0

My email regex search is extracting .comthis as well instead of .com domains, how do I make it search only the useful domains ?

regex = re.compile(("([a-z0-9!#$%&'*+\/=?^_`{|}~-]+(?:\.[a-z0-9!#$%&'*+\/=?^_`"
                "{|}~-]+)*(@|\sat\s)(?:[a-z0-9](?:[a-z0-9-]*[a-z0-9])?(\.|"
                "\sdot\s))+[a-z0-9](?:[a-z0-9-]*[a-z0-9])?)"))
Zaibi
  • 343
  • 1
  • 12
  • Did you care to post the regex that you are using? – Kenneth K. Apr 01 '16 at 08:19
  • You need to post your regex here to get any help – bashrc Apr 01 '16 at 08:19
  • Perhaps, you should list the TLDs you are interested in and use an alternation at the end, like `(?:com?|org|net|mobi))\b`: [`r'(?i)([a-z0-9!#$%&\'*+\/=?^_\`{|}~-]+(?:\.[a-z0-9!#$%&\'*+\/=?^_\`{|}~-]+)*(@|\sat\s)(?:[a-z0-9](?:[a-z0-9-]*[a-z0-9])?(\.|\sdot\s))+(?:com?|org|net|mobi))\b'`](https://regex101.com/r/fQ0cC9/2). – Wiktor Stribiżew Apr 01 '16 at 08:24
  • 2
    You are well aware that your regexp will never be complete? http://www.ex-parrot.com/~pdw/Mail-RFC822-Address.html – Marco Mariani Apr 01 '16 at 08:34
  • Or fetch everything the (probably broken anyway) regex returns, and check in the following code whether the domains it extracted actually exist.
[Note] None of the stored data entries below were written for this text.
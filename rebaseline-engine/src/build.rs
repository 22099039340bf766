// Copyright (c) The nextest Contributors
// SPDX-License-Identifier: MIT OR Apache-2.0

//! Try-job builds and the platforms they produce results for.

use std::fmt;

/// One try-job run on a builder.
///
/// A build without a number is pending: it has been scheduled or started but hasn't produced
/// results yet. A pending build is distinct from any finished build on the same builder.
///
/// Builds are ordered by builder name, then by build number, with pending builds sorting before
/// finished ones.
#[derive(Clone, Debug, PartialEq, Eq, PartialOrd, Ord, Hash)]
pub struct Build {
    builder_name: String,
    build_number: Option<u64>,
}

impl Build {
    /// Creates a new build.
    pub fn new(builder_name: impl Into<String>, build_number: impl Into<Option<u64>>) -> Self {
        Self {
            builder_name: builder_name.into(),
            build_number: build_number.into(),
        }
    }

    /// Creates a pending build: one that has no build number yet.
    pub fn pending(builder_name: impl Into<String>) -> Self {
        Self::new(builder_name, None)
    }

    /// Returns the name of the builder this build ran on.
    #[inline]
    pub fn builder_name(&self) -> &str {
        &self.builder_name
    }

    /// Returns the build number, or `None` if the build is pending.
    #[inline]
    pub fn build_number(&self) -> Option<u64> {
        self.build_number
    }

    /// Returns true if this build has no build number yet.
    #[inline]
    pub fn is_pending(&self) -> bool {
        self.build_number.is_none()
    }
}

impl fmt::Display for Build {
    fn fmt(&self, f: &mut fmt::Formatter<'_>) -> fmt::Result {
        match self.build_number {
            Some(number) => write!(f, "{} build {}", self.builder_name, number),
            None => write!(f, "{} (pending)", self.builder_name),
        }
    }
}

/// A platform that baselines are written for, for example `win-win7` or `linux-trusty`.
///
/// Platform identifiers are of the form `<os>[-<version>]`.
#[derive(Clone, Debug, PartialEq, Eq, PartialOrd, Ord, Hash)]
pub struct Platform(String);

impl Platform {
    /// Creates a new platform identifier.
    pub fn new(name: impl Into<String>) -> Self {
        Self(name.into())
    }

    /// Returns the identifier as a string slice.
    #[inline]
    pub fn as_str(&self) -> &str {
        &self.0
    }

    /// Returns the OS family of this platform: everything before the final `-`, or the whole
    /// identifier if it has no `-`.
    ///
    /// For `win-win7` this is `win`. For identifiers with more components, such as
    /// `test-mac-mac10.10`, everything up to the last component is the family (`test-mac`).
    pub fn os_family(&self) -> &str {
        match self.0.rfind('-') {
            Some(index) => &self.0[..index],
            None => &self.0,
        }
    }

    /// Returns true if `other` belongs to the same OS family as this platform.
    pub fn same_os_family(&self, other: &Platform) -> bool {
        self.os_family() == other.os_family()
    }
}

impl fmt::Display for Platform {
    fn fmt(&self, f: &mut fmt::Formatter<'_>) -> fmt::Result {
        f.write_str(&self.0)
    }
}

impl From<&str> for Platform {
    fn from(name: &str) -> Self {
        Self::new(name)
    }
}
// Copyright (c) The nextest Contributors
// SPDX-License-Identifier: MIT OR Apache-2.0

//! Working out which tests a change broke on a build.

use crate::{
    build::Build, collab::ResultsSource, report::TestResultReport, retry_summary::RetrySummary,
};
use itertools::Itertools;
use tracing::warn;

/// The tests to rebaseline for one build.
#[derive(Clone, Debug, PartialEq, Eq)]
pub struct BuildRegressions {
    /// Test names, sorted and de-duplicated.
    pub tests: Vec<String>,

    /// False if no retry summary was available, so `tests` may include pre-existing failures.
    pub filtered_by_retry_summary: bool,
}

/// Fetches the retry summary for `build` and returns the tests that should be rebaselined.
///
/// See [`tests_to_rebaseline`] for the selection rules.
pub fn fetch_tests_to_rebaseline(
    source: &dyn ResultsSource,
    build: &Build,
    report: &TestResultReport,
) -> BuildRegressions {
    let content = source.fetch_retry_summary(build);
    let retry_summary = RetrySummary::parse(content.as_deref());
    if retry_summary.is_unavailable() {
        warn!("no retry summary available for {build}");
    }
    BuildRegressions {
        tests: tests_to_rebaseline(report, &retry_summary),
        filtered_by_retry_summary: !retry_summary.is_unavailable(),
    }
}

/// Returns the tests in `report` that should be rebaselined, sorted and de-duplicated.
///
/// A test is a candidate if its result was unexpected and it is either missing a baseline or its
/// output mismatched the baseline. If a retry summary is available, candidates that aren't new
/// failures are dropped. Otherwise all candidates are kept.
pub fn tests_to_rebaseline(report: &TestResultReport, retry_summary: &RetrySummary) -> Vec<String> {
    let candidates = report
        .unexpected_outcomes()
        .filter(|outcome| outcome.is_missing_baseline() || outcome.has_mismatch_result())
        .map(|outcome| outcome.test_name());

    match retry_summary.new_failures() {
        Some(new_failures) => candidates
            .filter(|test| new_failures.contains(*test))
            .map(str::to_owned)
            .sorted()
            .dedup()
            .collect(),
        None => candidates.map(str::to_owned).sorted().dedup().collect(),
    }
}
// Copyright (c) The nextest Contributors
// SPDX-License-Identifier: MIT OR Apache-2.0

//! Handing a finished work order to the tool that downloads baselines.

use crate::{collab::RebaselineExecutor, errors::ExecutorError};
use camino::Utf8PathBuf;
use rebaseline_metadata::WorkOrderSummary;
use std::io::Write;
use tracing::{debug, info};

/// Pipes the work order, as JSON, to the standard input of an external command.
///
/// The command's standard output and standard error are inherited.
#[derive(Clone, Debug)]
pub struct CommandExecutor {
    program: String,
    args: Vec<String>,
    cwd: Utf8PathBuf,
}

impl CommandExecutor {
    /// Creates a new executor running `program` with `args`, in the directory `cwd`.
    pub fn new(program: impl Into<String>, args: Vec<String>, cwd: impl Into<Utf8PathBuf>) -> Self {
        Self {
            program: program.into(),
            args,
            cwd: cwd.into(),
        }
    }

    /// Creates a new executor from a command line, or returns `None` if it is empty.
    pub fn from_command_line(command: &[String], cwd: impl Into<Utf8PathBuf>) -> Option<Self> {
        let (program, args) = command.split_first()?;
        Some(Self::new(program.clone(), args.to_vec(), cwd))
    }

    fn command_line(&self) -> String {
        shell_words::join(std::iter::once(&self.program).chain(&self.args))
    }
}

impl RebaselineExecutor for CommandExecutor {
    fn rebaseline(&self, work_order: &WorkOrderSummary) -> Result<(), ExecutorError> {
        let json = work_order_json(work_order)?;
        let expression = duct::cmd(self.program.as_str(), &self.args)
            .dir(self.cwd.as_std_path())
            .stdin_bytes(json)
            .unchecked();
        info!(
            "handing {} entries to `{}`",
            work_order.entries.len(),
            self.command_line()
        );
        debug!("executing command: {:?}", expression);
        let output = expression.run().map_err(|err| ExecutorError::Exec {
            command: self.command_line(),
            err,
        })?;
        if !output.status.success() {
            return Err(ExecutorError::CommandFailed {
                command: self.command_line(),
                exit_code: output.status.code(),
            });
        }
        Ok(())
    }
}

/// Prints the work order, as JSON, to standard output.
#[derive(Clone, Copy, Debug, Default)]
pub struct PrintExecutor;

impl RebaselineExecutor for PrintExecutor {
    fn rebaseline(&self, work_order: &WorkOrderSummary) -> Result<(), ExecutorError> {
        let json = work_order_json(work_order)?;
        let mut stdout = std::io::stdout().lock();
        stdout
            .write_all(&json)
            .and_then(|()| stdout.flush())
            .map_err(ExecutorError::WriteOutput)
    }
}

/// Serializes a work order to pretty-printed JSON, followed by a newline.
pub fn work_order_json(work_order: &WorkOrderSummary) -> Result<Vec<u8>, ExecutorError> {
    let mut json = serde_json::to_vec_pretty(work_order).map_err(ExecutorError::Serialize)?;
    json.push(b'\n');
    Ok(json)
}
// Copyright (c) The nextest Contributors
// SPDX-License-Identifier: MIT OR Apache-2.0

//! In-memory collaborators for tests.

use crate::{
    build::{Build, Platform},
    collab::{BuildSource, ChangeSource, PlatformRegistry, RebaselineExecutor, ResultsSource},
    errors::{CollaboratorError, ExecutorError},
    report::TestResultReport,
};
use rebaseline_metadata::WorkOrderSummary;
use std::{
    cell::RefCell,
    collections::{BTreeMap, BTreeSet},
};

pub(crate) fn report(json: &str) -> TestResultReport {
    TestResultReport::parse(json)
        .expect("test report is valid JSON")
        .expect("test report is non-empty")
}

#[derive(Debug, Default)]
pub(crate) struct FakeRegistry {
    builders: BTreeMap<String, Platform>,
}

impl FakeRegistry {
    pub(crate) fn new<'a>(builders: impl IntoIterator<Item = (&'a str, &'a str)>) -> Self {
        Self {
            builders: builders
                .into_iter()
                .map(|(builder, platform)| (builder.to_owned(), Platform::new(platform)))
                .collect(),
        }
    }
}

impl PlatformRegistry for FakeRegistry {
    fn all_supported_builders(&self) -> BTreeSet<String> {
        self.builders.keys().cloned().collect()
    }

    fn platform_for_builder(&self, builder_name: &str) -> Platform {
        self.builders
            .get(builder_name)
            .cloned()
            .unwrap_or_else(|| panic!("unknown builder {builder_name} in test"))
    }
}

#[derive(Debug, Default)]
pub(crate) struct FakeChangeSource {
    pub(crate) change_id: Option<u64>,
    pub(crate) changed_files: Vec<String>,
    pub(crate) unstaged: Vec<String>,
}

impl ChangeSource for FakeChangeSource {
    fn current_change_id(&self) -> Result<Option<u64>, CollaboratorError> {
        Ok(self.change_id)
    }

    fn changed_file_paths(&self, _diff_filter: &str) -> Result<Vec<String>, CollaboratorError> {
        Ok(self.changed_files.clone())
    }

    fn unstaged_files(&self) -> Result<Vec<String>, CollaboratorError> {
        Ok(self.unstaged.clone())
    }
}

#[derive(Debug, Default)]
pub(crate) struct FakeBuildSource {
    pub(crate) builds: Vec<Build>,
    pub(crate) triggered: RefCell<Vec<BTreeSet<String>>>,
}

impl BuildSource for FakeBuildSource {
    fn latest_builds(&self, builders: &BTreeSet<String>) -> Result<Vec<Build>, CollaboratorError> {
        Ok(self
            .builds
            .iter()
            .filter(|build| builders.contains(build.builder_name()))
            .cloned()
            .collect())
    }

    fn trigger_builds(&self, builders: &BTreeSet<String>) -> Result<(), CollaboratorError> {
        self.triggered.borrow_mut().push(builders.clone());
        Ok(())
    }
}

#[derive(Debug, Default)]
pub(crate) struct FakeResultsSource {
    pub(crate) reports: BTreeMap<Build, TestResultReport>,
    pub(crate) retry_summaries: BTreeMap<Build, String>,
    pub(crate) fetched: RefCell<Vec<Build>>,
}

impl FakeResultsSource {
    pub(crate) fn with_report(mut self, build: Build, json: &str) -> Self {
        self.reports.insert(build, report(json));
        self
    }

    pub(crate) fn with_retry_summary(mut self, build: Build, content: &str) -> Self {
        self.retry_summaries.insert(build, content.to_owned());
        self
    }
}

impl ResultsSource for FakeResultsSource {
    fn results_url(&self, builder_name: &str, build_number: u64) -> String {
        format!("https://results.example/{builder_name}/{build_number}/layout-test-results")
    }

    fn fetch_results(&self, build: &Build) -> Option<TestResultReport> {
        self.fetched.borrow_mut().push(build.clone());
        self.reports.get(build).cloned()
    }

    fn fetch_retry_summary(&self, build: &Build) -> Option<String> {
        self.retry_summaries.get(build).cloned()
    }
}

#[derive(Debug, Default)]
pub(crate) struct FakeExecutor {
    pub(crate) received: RefCell<Vec<WorkOrderSummary>>,
}

impl RebaselineExecutor for FakeExecutor {
    fn rebaseline(&self, work_order: &WorkOrderSummary) -> Result<(), ExecutorError> {
        self.received.borrow_mut().push(work_order.clone());
        Ok(())
    }
}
There are libraries which try to keep abreast of the current state of the available TLDs in the world but you can simply check if the part after `@` can be resolved with a simple DNS query (and perhaps still get some false alarms on stuff where the string after `@` just happens to be a random domain somewhere in our still-expanding universe). – tripleee Jan 18 '18 at 09:56

1 Answers1

-1

Here's something I think might help

import re
s = 'My name is Conrad, and blahblah@gmail.com is my email.'
domain = re.search("@[\w.]+", s)
print domain.group()

outputs

@gmail.com How the regex works:

@ - scan till you see this character

[\w.] a set of characters to potentially match, so \w is all alphanumeric characters, and the trailing period . adds to that set of characters.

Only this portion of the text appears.